S.B. from outside of Connecticut writes:
Dear Mister Condo,
Can the condo association deny a request for disability parking especially since the condo is on private property?
Mister Condo replies:
S.B., you may have noticed that there are many questions and answers about disabled and handicapped parking on my website. It is a serious matter, to be sure, but the answer remains the answer. It depends. Generally speaking, since condominiums are private property, there aren’t too many restrictions on how they parcel out their parking lots. If the unit came with deeded parking (a specifically assigned parking space that is part of the deed of the property), then the unit owner has exclusive use of that space or spaces. All other parking is usually owned by the association and can be used as they see fit. If a request for a handicapped space is made of the Board, the Board should review the request and determine if it is reasonable to grant the request. For most associations, since parking is usually in high demand and short supply, they can claim that dedicating association parking for handicapped use creates and undue burden on the association.
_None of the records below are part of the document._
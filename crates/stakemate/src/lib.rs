//! # Stakemate
//!
//! Two-player chess sessions with a secret escrow. Each player seals a
//! secret before the match; when someone delivers checkmate, the loser's
//! secret is opened for the winner and nobody else.
//!
//! The crate wires the layers together:
//!
//! ```text
//! WebSocket (transport) → frames (protocol) → SessionCoordinator
//!     → RoomRegistry / MatchStateMachine (room) → SecretVault (vault)
//! ```
//!
//! ## Quick Start
//!
//! ```rust,no_run
//! use stakemate::prelude::*;
//!
//! # async fn run() -> Result<(), StakemateError> {
//! let config = ServerConfig::default().with_bind("0.0.0.0:3000");
//! let server = StakemateServerBuilder::new()
//!     .config(config)
//!     .build(ChessRules::new())
//!     .await?;
//! server.run().await
//! # }
//! ```

pub mod config;
mod coordinator;
mod error;
mod handler;
mod server;

pub use config::ServerConfig;
pub use coordinator::{Outbound, Outbox, SessionCoordinator};
pub use error::StakemateError;
pub use server::{StakemateServer, StakemateServerBuilder};

pub use stakemate_protocol as protocol;
pub use stakemate_room as room;
pub use stakemate_transport as transport;
pub use stakemate_vault as vault;

/// The types most servers and tests need.
pub mod prelude {
    pub use crate::config::DEFAULT_BIND_ADDR;
    pub use crate::{
        Outbound, ServerConfig, SessionCoordinator, StakemateError,
        StakemateServer, StakemateServerBuilder,
    };
    pub use stakemate_protocol::{
        ClientFrame, ClientRequest, ConnectionId, ErrorKind, Reply, RoomCode,
        RoomSnapshot, RoomStatus, ServerEvent, ServerFrame, Side,
        TerminationReason,
    };
    pub use stakemate_room::{
        ChessMove, ChessRules, RegistryConfig, RoomError, RulesEngine,
    };
    pub use stakemate_vault::{MasterKey, Profile, SecretVault, VaultMode};
}
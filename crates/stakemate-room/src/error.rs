//! Error types for the room layer.

use stakemate_protocol::ErrorKind;

/// Errors that can occur during room and match operations.
///
/// Every variant is a rejection: the operation that produced it left the
/// room exactly as it found it.
#[derive(Debug, thiserror::Error)]
pub enum RoomError {
    /// No live room has this code (or the code is malformed).
    #[error("room not found")]
    RoomNotFound,

    /// The room already holds two players.
    #[error("room is full")]
    RoomFull,

    /// The connection is already a member of a room.
    #[error("already in a room")]
    AlreadyInRoom,

    /// The connection is not a member of this room.
    #[error("not a member of this room")]
    NotInRoom,

    /// The submitted secret was blank.
    #[error("secret must not be empty")]
    EmptySecret,

    /// The submitted secret exceeds the size limit.
    #[error("secret exceeds {max} bytes")]
    SecretTooLong { max: usize },

    /// The match has already started (or finished).
    #[error("match already started")]
    AlreadyStarted,

    /// Moves are only accepted while a match is being played.
    #[error("match is not in progress")]
    MatchNotInProgress,

    /// The mover doesn't hold the side to move.
    #[error("not your turn")]
    NotYourTurn,

    /// The rules engine rejected the move.
    #[error("illegal move: {0}")]
    IllegalMove(String),

    /// No free room code was found within the retry budget.
    #[error("could not allocate a room code after {attempts} attempts")]
    AllocationExhausted { attempts: u32 },
}

impl RoomError {
    /// The wire classification for this rejection.
    pub fn kind(&self) -> ErrorKind {
        match self {
            Self::RoomNotFound => ErrorKind::RoomNotFound,
            Self::RoomFull => ErrorKind::RoomFull,
            Self::AlreadyInRoom => ErrorKind::AlreadyInRoom,
            Self::NotInRoom => ErrorKind::NotInRoom,
            Self::EmptySecret => ErrorKind::EmptySecret,
            Self::SecretTooLong { .. } => ErrorKind::SecretTooLong,
            Self::AlreadyStarted => ErrorKind::AlreadyStarted,
            Self::MatchNotInProgress => ErrorKind::MatchNotInProgress,
            Self::NotYourTurn => ErrorKind::NotYourTurn,
            Self::IllegalMove(_) => ErrorKind::IllegalMove,
            Self::AllocationExhausted { .. } => ErrorKind::Internal,
        }
    }
}
//! Session coordinator: turns client requests into room changes and pushes.
//!
//! Every request runs while holding its room's lock: registry mutation,
//! state machine, vault, and all resulting broadcasts. Two requests for the
//! same room never interleave; requests for different rooms run in
//! parallel.
//!
//! Broadcast discipline: the event-specific push (`match_started`,
//! `move_applied`, `match_ended`) goes out first, then exactly one
//! `room_info` to every member. `secret_revealed` is the single push that
//! goes to one connection only.

use std::collections::HashMap;
use std::sync::Arc;

use stakemate_protocol::{
    ClientRequest, ConnectionId, PROTOCOL_VERSION, Reply, RoomCode,
    RoomSnapshot, RoomStatus, ServerEvent, Side,
};
use stakemate_room::{
    MatchStateMachine, RegistryConfig, Room, RoomError, RoomRegistry,
    RulesEngine, validate_secret,
};
use stakemate_vault::SecretVault;
use tokio::sync::{Mutex, mpsc};

use crate::StakemateError;

/// Something queued for a connection's writer.
#[derive(Debug, Clone, PartialEq)]
pub enum Outbound<M> {
    /// The answer to the client frame with this `id`.
    Reply { id: u64, reply: Reply },
    /// A push. The writer numbers it.
    Event(ServerEvent<M>),
}

/// The queue feeding one connection's writer task.
pub type Outbox<M> = mpsc::UnboundedSender<Outbound<M>>;

/// Orchestrates the registry, the match state machine and the vault.
pub struct SessionCoordinator<R: RulesEngine> {
    registry: RoomRegistry<R>,
    machine: MatchStateMachine<R>,
    vault: SecretVault,
    /// Lock order: a room's lock is always taken before this one.
    connections: Mutex<HashMap<ConnectionId, Outbox<R::Move>>>,
}

impl<R: RulesEngine> SessionCoordinator<R> {
    pub fn new(rules: R, config: RegistryConfig, vault: SecretVault) -> Self {
        Self::from_registry(RoomRegistry::new(Arc::new(rules), config), vault)
    }

    /// Builds a coordinator around an existing registry.
    pub fn from_registry(registry: RoomRegistry<R>, vault: SecretVault) -> Self {
        let machine = MatchStateMachine::new(Arc::clone(registry.rules()));
        Self {
            registry,
            machine,
            vault,
            connections: Mutex::new(HashMap::new()),
        }
    }

    pub fn registry(&self) -> &RoomRegistry<R> {
        &self.registry
    }

    pub fn vault(&self) -> &SecretVault {
        &self.vault
    }

    // -----------------------------------------------------------------------
    // Connections
    // -----------------------------------------------------------------------

    /// Registers a connection and queues its `welcome`.
    pub async fn connect(&self, conn: ConnectionId, outbox: Outbox<R::Move>) {
        let _ = outbox.send(Outbound::Event(ServerEvent::Welcome {
            connection_id: conn,
            protocol_version: PROTOCOL_VERSION,
        }));
        self.connections.lock().await.insert(conn, outbox);
        tracing::debug!(%conn, "connection registered");
    }

    /// Unregisters a connection, leaving its room first.
    pub async fn disconnect(&self, conn: ConnectionId) {
        if let Some(code) = self.registry.room_of(conn).await {
            if let Err(e) = self.leave(&code, conn).await {
                tracing::debug!(%conn, %code, error = %e, "implicit leave failed");
            }
        }
        self.connections.lock().await.remove(&conn);
        tracing::debug!(%conn, "connection removed");
    }

    /// Number of registered connections.
    pub async fn connection_count(&self) -> usize {
        self.connections.lock().await.len()
    }

    // -----------------------------------------------------------------------
    // Requests
    // -----------------------------------------------------------------------

    /// Runs one client request and builds its reply.
    ///
    /// Rejections go back to the requester only and leave the room as it
    /// was.
    pub async fn handle(
        &self,
        conn: ConnectionId,
        request: ClientRequest<R::Move>,
    ) -> Reply {
        let result = match request {
            ClientRequest::CreateRoom { display_name } => self
                .create_room(conn, &display_name)
                .await
                .map(|code| Reply::Created { code }),
            ClientRequest::JoinRoom { code, display_name } => self
                .join_room(conn, &code, &display_name)
                .await
                .map(|()| Reply::Ok),
            ClientRequest::SubmitSecret { code, secret } => self
                .submit_secret(conn, &code, &secret)
                .await
                .map(|()| Reply::Ok),
            ClientRequest::MakeMove { code, mv } => {
                self.make_move(conn, &code, &mv).await.map(|()| Reply::Ok)
            }
            ClientRequest::RoomInfo { code } => {
                return Reply::RoomInfo {
                    snapshot: self.room_info(&code).await,
                };
            }
            ClientRequest::LeaveRoom => {
                self.leave_room(conn).await.map(|()| Reply::Ok)
            }
        };

        result.unwrap_or_else(|e| {
            tracing::debug!(%conn, error = %e, "request rejected");
            Reply::error(e.kind(), e.to_string())
        })
    }

    /// Opens a room with `conn` in the first seat.
    pub async fn create_room(
        &self,
        conn: ConnectionId,
        display_name: &str,
    ) -> Result<RoomCode, StakemateError> {
        let room = self.registry.create(conn, display_name).await?;
        self.broadcast_room_info(&room).await;
        Ok(room.code().clone())
    }

    /// Seats `conn` in an existing room.
    pub async fn join_room(
        &self,
        conn: ConnectionId,
        code: &str,
        display_name: &str,
    ) -> Result<(), StakemateError> {
        let room = self.registry.join(code, conn, display_name).await?;
        self.broadcast_room_info(&room).await;
        Ok(())
    }

    /// Seals and escrows a secret. Starts the match once both are in.
    pub async fn submit_secret(
        &self,
        conn: ConnectionId,
        code: &str,
        secret: &str,
    ) -> Result<(), StakemateError> {
        let mut room = self.registry.lock_member(code, conn).await?;
        validate_secret(secret)?;
        if room.status() != RoomStatus::Waiting {
            return Err(RoomError::AlreadyStarted.into());
        }

        let envelope = self.vault.encrypt(secret)?;
        room.store_secret(conn, envelope)?;
        tracing::info!(code = %room.code(), %conn, "secret escrowed");

        if self.machine.can_start(&room) {
            let start = self.machine.start(&mut room)?;
            self.broadcast(
                &room,
                ServerEvent::MatchStarted {
                    position: start.position,
                    first_player: start.first_player,
                },
            )
            .await;
        }
        self.broadcast_room_info(&room).await;
        Ok(())
    }

    /// Plays a move. Ends the match and runs the reveal if the move was
    /// terminal.
    pub async fn make_move(
        &self,
        conn: ConnectionId,
        code: &str,
        mv: &R::Move,
    ) -> Result<(), StakemateError> {
        let mut room = self.registry.lock_member(code, conn).await?;
        let outcome = self.machine.apply_move(&mut room, conn, mv)?;

        self.broadcast(
            &room,
            ServerEvent::MoveApplied {
                position: outcome.position,
                mv: mv.clone(),
                notation: outcome.notation,
                side: outcome.side,
            },
        )
        .await;

        if let Some(end) = outcome.ended {
            self.broadcast(
                &room,
                ServerEvent::MatchEnded {
                    reason: end.reason,
                    winner: end.winner,
                },
            )
            .await;
            if let Some(winner) = end.winner {
                self.reveal(&room, winner).await;
            }
        }

        self.broadcast_room_info(&room).await;
        Ok(())
    }

    /// The room's snapshot, or `None` if there's no such room.
    pub async fn room_info(&self, code: &str) -> Option<RoomSnapshot> {
        self.registry.info(code).await
    }

    /// Leaves whatever room `conn` is in.
    pub async fn leave_room(&self, conn: ConnectionId) -> Result<(), StakemateError> {
        let code = self
            .registry
            .room_of(conn)
            .await
            .ok_or(RoomError::NotInRoom)?;
        self.leave(&code, conn).await
    }

    async fn leave(
        &self,
        code: &RoomCode,
        conn: ConnectionId,
    ) -> Result<(), StakemateError> {
        if let Some(room) = self.registry.leave(code, conn).await? {
            self.broadcast_room_info(&room).await;
        }
        Ok(())
    }

    // -----------------------------------------------------------------------
    // Reveal and broadcast
    // -----------------------------------------------------------------------

    /// Opens the loser's envelope for the winner. Failures are logged and
    /// nobody is told.
    async fn reveal(&self, room: &Room<R::Position>, winner: Side) {
        let code = room.code();
        let Some(winner_conn) = room.player_on(winner).map(|p| p.connection_id)
        else {
            tracing::error!(%code, %winner, "winning seat is empty; reveal skipped");
            return;
        };
        let Some(envelope) = room
            .player_on(winner.opposite())
            .and_then(|loser| room.secret(loser.connection_id))
        else {
            tracing::error!(%code, %winner, "loser's secret is missing; reveal skipped");
            return;
        };

        match self.vault.decrypt(envelope) {
            Ok(secret) => {
                self.send_to(
                    winner_conn,
                    ServerEvent::SecretRevealed {
                        secret: secret.as_str().to_owned(),
                    },
                )
                .await;
                tracing::info!(%code, winner = %winner_conn, "secret revealed to winner");
            }
            Err(e) => {
                tracing::error!(%code, error = %e, "reveal failed; secret withheld");
            }
        }
    }

    async fn broadcast_room_info(&self, room: &Room<R::Position>) {
        let snapshot = self.registry.snapshot(room);
        self.broadcast(room, ServerEvent::RoomInfo { snapshot }).await;
    }

    /// Sends `event` to every member of `room`. Closed outboxes are skipped.
    async fn broadcast(&self, room: &Room<R::Position>, event: ServerEvent<R::Move>) {
        let connections = self.connections.lock().await;
        for player in room.players() {
            if let Some(outbox) = connections.get(&player.connection_id) {
                let _ = outbox.send(Outbound::Event(event.clone()));
            }
        }
    }

    async fn send_to(&self, conn: ConnectionId, event: ServerEvent<R::Move>) {
        if let Some(outbox) = self.connections.lock().await.get(&conn) {
            let _ = outbox.send(Outbound::Event(event));
        }
    }
}
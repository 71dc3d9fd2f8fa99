//! The `stakemate` server binary.

use clap::Parser;
use stakemate::prelude::*;
use tracing_subscriber::EnvFilter;

/// Stakemate - two-player chess with escrowed secrets
#[derive(Parser)]
#[command(name = "stakemate")]
#[command(about = "Two-player chess server with a winner-only secret reveal", long_about = None)]
#[command(version)]
struct Cli {
    /// Address to listen on
    #[arg(long, env = "STAKEMATE_BIND", default_value = DEFAULT_BIND_ADDR)]
    bind: String,

    /// Base64-encoded 32-byte key that seals player secrets
    #[arg(long, env = "STAKEMATE_MASTER_KEY", hide_env_values = true)]
    master_key: Option<String>,

    /// Deployment profile (development or production)
    #[arg(long, env = "STAKEMATE_PROFILE", default_value_t = Profile::Development)]
    profile: Profile,

    /// Length of generated room codes
    #[arg(
        long,
        env = "STAKEMATE_CODE_LENGTH",
        default_value_t = 6,
        value_parser = clap::value_parser!(u8).range(4..=12)
    )]
    code_length: u8,
}

#[tokio::main]
async fn main() -> Result<(), StakemateError> {
    tracing_subscriber::fmt()
        .with_env_filter(
            EnvFilter::try_from_default_env()
                .unwrap_or_else(|_| EnvFilter::new("info")),
        )
        .init();

    let cli = Cli::parse();

    let mut config = ServerConfig::default()
        .with_bind(cli.bind)
        .with_profile(cli.profile)
        .with_code_length(usize::from(cli.code_length));
    if let Some(key) = cli.master_key {
        config = config.with_master_key(key);
    }

    let server = StakemateServerBuilder::new()
        .config(config)
        .build(ChessRules::new())
        .await?;
    server.run().await
}
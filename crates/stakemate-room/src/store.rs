//! The code → room map.

use std::collections::HashMap;
use std::sync::Arc;

use stakemate_protocol::RoomCode;
use tokio::sync::{Mutex, RwLock};

use crate::{Room, RoomGuard, SharedRoom};

/// In-process map of live rooms.
///
/// Inserts and removals take the write lock, so they're atomic with respect
/// to lookups. The store never locks a room it doesn't own yet, so it never
/// waits on a contended room while holding its own lock.
///
/// Clones share the same map.
pub struct RoomStore<P> {
    rooms: Arc<RwLock<HashMap<RoomCode, SharedRoom<P>>>>,
}

impl<P: Send + 'static> RoomStore<P> {
    pub fn new() -> Self {
        Self {
            rooms: Arc::new(RwLock::new(HashMap::new())),
        }
    }

    /// Looks up a room. The caller still has to lock it and check
    /// [`Room::is_closed`].
    pub async fn get(&self, code: &RoomCode) -> Option<SharedRoom<P>> {
        self.rooms.read().await.get(code).cloned()
    }

    /// Inserts a room under `code` unless the code is taken.
    ///
    /// On success the room comes back already locked, so nobody else can
    /// touch it before the caller is done setting up.
    pub async fn try_insert(
        &self,
        code: &RoomCode,
        make: impl FnOnce() -> Room<P>,
    ) -> Option<RoomGuard<P>> {
        let mut rooms = self.rooms.write().await;
        if rooms.contains_key(code) {
            return None;
        }
        let shared = Arc::new(Mutex::new(make()));
        let guard = Arc::clone(&shared).lock_owned().await;
        rooms.insert(code.clone(), shared);
        Some(guard)
    }

    /// Removes a room from the map.
    pub async fn remove(&self, code: &RoomCode) -> Option<SharedRoom<P>> {
        self.rooms.write().await.remove(code)
    }

    pub async fn contains(&self, code: &RoomCode) -> bool {
        self.rooms.read().await.contains_key(code)
    }

    pub async fn len(&self) -> usize {
        self.rooms.read().await.len()
    }

    pub async fn is_empty(&self) -> bool {
        self.rooms.read().await.is_empty()
    }
}

impl<P> Clone for RoomStore<P> {
    fn clone(&self) -> Self {
        Self {
            rooms: Arc::clone(&self.rooms),
        }
    }
}

impl<P: Send + 'static> Default for RoomStore<P> {
    fn default() -> Self {
        Self::new()
    }
}

#[cfg(test)]
mod tests {
    use stakemate_protocol::ConnectionId;

    use super::*;

    fn code(s: &str) -> RoomCode {
        RoomCode::parse(s).unwrap()
    }

    #[tokio::test]
    async fn test_try_insert_refuses_taken_code() {
        let store = RoomStore::<u8>::new();
        let first = store
            .try_insert(&code("ABCD"), || Room::new(code("ABCD"), ConnectionId(1), "a", 0))
            .await;
        assert!(first.is_some());
        let second = store
            .try_insert(&code("ABCD"), || Room::new(code("ABCD"), ConnectionId(2), "b", 0))
            .await;
        assert!(second.is_none());
        assert_eq!(store.len().await, 1);
    }

    #[tokio::test]
    async fn test_inserted_room_is_returned_locked() {
        let store = RoomStore::<u8>::new();
        let guard = store
            .try_insert(&code("WXYZ"), || Room::new(code("WXYZ"), ConnectionId(1), "a", 0))
            .await
            .unwrap();
        let shared = store.get(&code("WXYZ")).await.unwrap();
        assert!(shared.try_lock().is_err());
        drop(guard);
        assert!(shared.try_lock().is_ok());
    }

    #[tokio::test]
    async fn test_remove() {
        let store = RoomStore::<u8>::new();
        let _guard = store
            .try_insert(&code("ABCD"), || Room::new(code("ABCD"), ConnectionId(1), "a", 0))
            .await;
        assert!(store.remove(&code("ABCD")).await.is_some());
        assert!(!store.contains(&code("ABCD")).await);
        assert!(store.is_empty().await);
    }

    #[tokio::test]
    async fn test_clones_share_rooms() {
        let store = RoomStore::<u8>::new();
        let view = store.clone();
        let _guard = store
            .try_insert(&code("ABCD"), || Room::new(code("ABCD"), ConnectionId(1), "a", 0))
            .await;
        assert!(view.contains(&code("ABCD")).await);
        view.remove(&code("ABCD")).await;
        assert!(store.is_empty().await);
    }
}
If the unit owner in question has deeded parking and is simply looking for additional dedicated parking, they are often out of luck. Of course, to be safe, I usually recommend that the Board consult with the association attorney to make sure no local, state, or federal laws are being violated if the Board decided to deny the request for dedicated handicapped parking. Handicapped parking seekers often cite the Americans with Disabilities Act (ADA) as their grounds for requesting the handicapped parking. However, the ADA does not deal with privately owned parking lots such as those found in typical condos. Exceptions are if the association is renting out the clubhouse or has amenities that are also open to the public for a fee. Then the rules change. Other than that, the Board is usually free to use the association-owned parking as they see fit. All the best!